◆ **PROBLEM DETAILS**
Go through the entries below and tally the lines holding "location"; please reply with the number only.

◆ **DATA IN THIS EXERCISE**
[Start of Attachment]

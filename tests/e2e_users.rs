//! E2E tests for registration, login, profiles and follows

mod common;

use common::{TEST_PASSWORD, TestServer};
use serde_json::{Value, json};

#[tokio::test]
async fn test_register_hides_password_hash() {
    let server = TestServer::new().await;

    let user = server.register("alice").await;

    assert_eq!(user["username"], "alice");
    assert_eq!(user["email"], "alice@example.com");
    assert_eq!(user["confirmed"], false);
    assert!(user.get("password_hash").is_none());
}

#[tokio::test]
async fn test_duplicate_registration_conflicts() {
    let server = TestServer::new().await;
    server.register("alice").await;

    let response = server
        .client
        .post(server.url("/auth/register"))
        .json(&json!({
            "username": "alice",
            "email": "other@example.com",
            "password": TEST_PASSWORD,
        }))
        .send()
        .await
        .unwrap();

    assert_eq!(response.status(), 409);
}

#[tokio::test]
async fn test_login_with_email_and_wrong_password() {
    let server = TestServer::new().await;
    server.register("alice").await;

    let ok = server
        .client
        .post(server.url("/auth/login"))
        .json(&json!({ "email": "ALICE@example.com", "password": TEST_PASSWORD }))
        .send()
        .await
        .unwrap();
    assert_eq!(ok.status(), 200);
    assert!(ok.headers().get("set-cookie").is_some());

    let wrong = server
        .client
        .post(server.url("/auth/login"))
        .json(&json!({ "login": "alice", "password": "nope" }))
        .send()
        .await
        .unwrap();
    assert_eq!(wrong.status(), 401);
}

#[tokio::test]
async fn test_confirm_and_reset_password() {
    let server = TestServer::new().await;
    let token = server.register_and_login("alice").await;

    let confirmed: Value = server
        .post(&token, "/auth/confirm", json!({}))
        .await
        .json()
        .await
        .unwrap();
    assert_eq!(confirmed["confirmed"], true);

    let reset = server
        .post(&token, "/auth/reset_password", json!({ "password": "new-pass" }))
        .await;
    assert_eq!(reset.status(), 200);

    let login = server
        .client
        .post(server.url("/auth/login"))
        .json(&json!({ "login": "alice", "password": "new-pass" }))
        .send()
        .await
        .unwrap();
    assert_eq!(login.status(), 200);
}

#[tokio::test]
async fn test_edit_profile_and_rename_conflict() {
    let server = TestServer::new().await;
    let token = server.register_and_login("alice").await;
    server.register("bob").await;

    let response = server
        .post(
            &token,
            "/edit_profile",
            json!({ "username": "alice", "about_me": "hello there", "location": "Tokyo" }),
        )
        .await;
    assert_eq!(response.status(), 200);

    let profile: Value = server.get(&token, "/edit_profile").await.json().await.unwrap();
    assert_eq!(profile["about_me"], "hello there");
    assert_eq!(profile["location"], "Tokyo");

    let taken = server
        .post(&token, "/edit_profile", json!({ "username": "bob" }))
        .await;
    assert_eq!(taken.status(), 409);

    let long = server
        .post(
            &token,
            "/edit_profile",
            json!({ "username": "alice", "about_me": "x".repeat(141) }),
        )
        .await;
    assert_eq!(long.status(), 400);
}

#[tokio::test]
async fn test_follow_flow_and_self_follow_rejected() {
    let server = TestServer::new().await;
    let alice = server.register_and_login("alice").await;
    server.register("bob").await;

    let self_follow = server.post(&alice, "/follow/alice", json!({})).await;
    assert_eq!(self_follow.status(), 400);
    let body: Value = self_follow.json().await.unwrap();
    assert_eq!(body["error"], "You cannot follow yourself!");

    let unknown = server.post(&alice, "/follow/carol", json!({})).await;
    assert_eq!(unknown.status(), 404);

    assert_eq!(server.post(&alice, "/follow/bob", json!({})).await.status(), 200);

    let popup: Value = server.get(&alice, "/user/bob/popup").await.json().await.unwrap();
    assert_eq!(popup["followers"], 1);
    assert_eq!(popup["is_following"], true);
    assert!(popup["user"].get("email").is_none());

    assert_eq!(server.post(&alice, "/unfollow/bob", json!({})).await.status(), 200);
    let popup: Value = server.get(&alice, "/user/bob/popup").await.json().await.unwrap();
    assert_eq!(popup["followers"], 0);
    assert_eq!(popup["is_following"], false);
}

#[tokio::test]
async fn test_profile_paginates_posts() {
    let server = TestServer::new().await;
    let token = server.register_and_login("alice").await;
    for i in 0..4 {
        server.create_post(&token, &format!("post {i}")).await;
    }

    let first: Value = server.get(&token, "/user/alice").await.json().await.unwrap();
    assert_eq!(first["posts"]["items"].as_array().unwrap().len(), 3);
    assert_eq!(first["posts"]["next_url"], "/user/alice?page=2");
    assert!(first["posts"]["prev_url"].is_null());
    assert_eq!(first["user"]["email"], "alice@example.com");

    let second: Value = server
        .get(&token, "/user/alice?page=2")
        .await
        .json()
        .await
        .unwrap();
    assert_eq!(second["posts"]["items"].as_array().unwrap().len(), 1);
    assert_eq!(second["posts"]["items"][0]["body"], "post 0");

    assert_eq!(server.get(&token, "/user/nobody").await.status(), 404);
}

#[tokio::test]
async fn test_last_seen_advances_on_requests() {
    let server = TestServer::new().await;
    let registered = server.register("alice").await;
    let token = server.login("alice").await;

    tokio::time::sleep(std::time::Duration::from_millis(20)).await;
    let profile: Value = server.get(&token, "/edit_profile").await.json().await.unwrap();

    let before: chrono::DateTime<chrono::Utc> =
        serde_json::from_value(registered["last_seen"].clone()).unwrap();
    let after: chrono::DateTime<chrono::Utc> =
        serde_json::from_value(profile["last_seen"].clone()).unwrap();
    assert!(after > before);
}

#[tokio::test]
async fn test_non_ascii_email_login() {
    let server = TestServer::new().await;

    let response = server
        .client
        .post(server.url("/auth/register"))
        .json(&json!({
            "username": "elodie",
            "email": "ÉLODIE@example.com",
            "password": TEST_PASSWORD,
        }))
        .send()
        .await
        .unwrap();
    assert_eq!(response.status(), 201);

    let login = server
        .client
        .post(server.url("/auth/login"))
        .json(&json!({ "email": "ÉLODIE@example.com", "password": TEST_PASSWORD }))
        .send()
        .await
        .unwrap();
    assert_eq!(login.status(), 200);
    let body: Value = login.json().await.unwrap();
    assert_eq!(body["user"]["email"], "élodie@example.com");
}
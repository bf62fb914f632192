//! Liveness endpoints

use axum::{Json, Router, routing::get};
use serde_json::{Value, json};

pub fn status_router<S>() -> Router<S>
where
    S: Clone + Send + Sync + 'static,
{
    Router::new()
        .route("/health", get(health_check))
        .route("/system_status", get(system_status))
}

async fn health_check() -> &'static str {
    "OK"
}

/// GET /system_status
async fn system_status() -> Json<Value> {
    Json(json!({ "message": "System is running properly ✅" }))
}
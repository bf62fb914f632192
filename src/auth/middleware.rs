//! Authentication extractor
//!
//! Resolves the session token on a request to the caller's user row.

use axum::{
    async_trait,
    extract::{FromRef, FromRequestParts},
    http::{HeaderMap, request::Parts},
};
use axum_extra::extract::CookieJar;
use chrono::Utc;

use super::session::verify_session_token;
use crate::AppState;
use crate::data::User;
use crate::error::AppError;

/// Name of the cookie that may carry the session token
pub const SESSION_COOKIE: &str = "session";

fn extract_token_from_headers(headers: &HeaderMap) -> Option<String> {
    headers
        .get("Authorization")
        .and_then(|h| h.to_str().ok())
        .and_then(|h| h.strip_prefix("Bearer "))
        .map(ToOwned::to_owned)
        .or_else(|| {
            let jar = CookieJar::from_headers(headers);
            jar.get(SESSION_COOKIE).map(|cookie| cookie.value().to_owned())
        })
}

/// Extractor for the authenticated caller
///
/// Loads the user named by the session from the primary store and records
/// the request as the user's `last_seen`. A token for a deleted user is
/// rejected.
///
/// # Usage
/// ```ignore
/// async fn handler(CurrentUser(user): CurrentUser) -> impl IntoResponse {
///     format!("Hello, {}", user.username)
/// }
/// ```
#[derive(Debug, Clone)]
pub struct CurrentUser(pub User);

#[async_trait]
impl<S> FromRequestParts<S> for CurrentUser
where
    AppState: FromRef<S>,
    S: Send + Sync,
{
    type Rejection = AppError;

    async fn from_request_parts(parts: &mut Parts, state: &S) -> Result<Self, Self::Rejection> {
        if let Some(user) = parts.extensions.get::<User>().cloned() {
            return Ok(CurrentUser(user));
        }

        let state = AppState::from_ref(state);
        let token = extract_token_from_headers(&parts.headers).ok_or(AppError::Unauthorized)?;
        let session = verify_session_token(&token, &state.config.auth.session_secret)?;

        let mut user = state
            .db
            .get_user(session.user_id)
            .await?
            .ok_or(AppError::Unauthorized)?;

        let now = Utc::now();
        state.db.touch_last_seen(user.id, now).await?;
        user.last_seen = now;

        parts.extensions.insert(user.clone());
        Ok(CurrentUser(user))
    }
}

[End of Attachment]

◆ **ANSWER SPACE**
2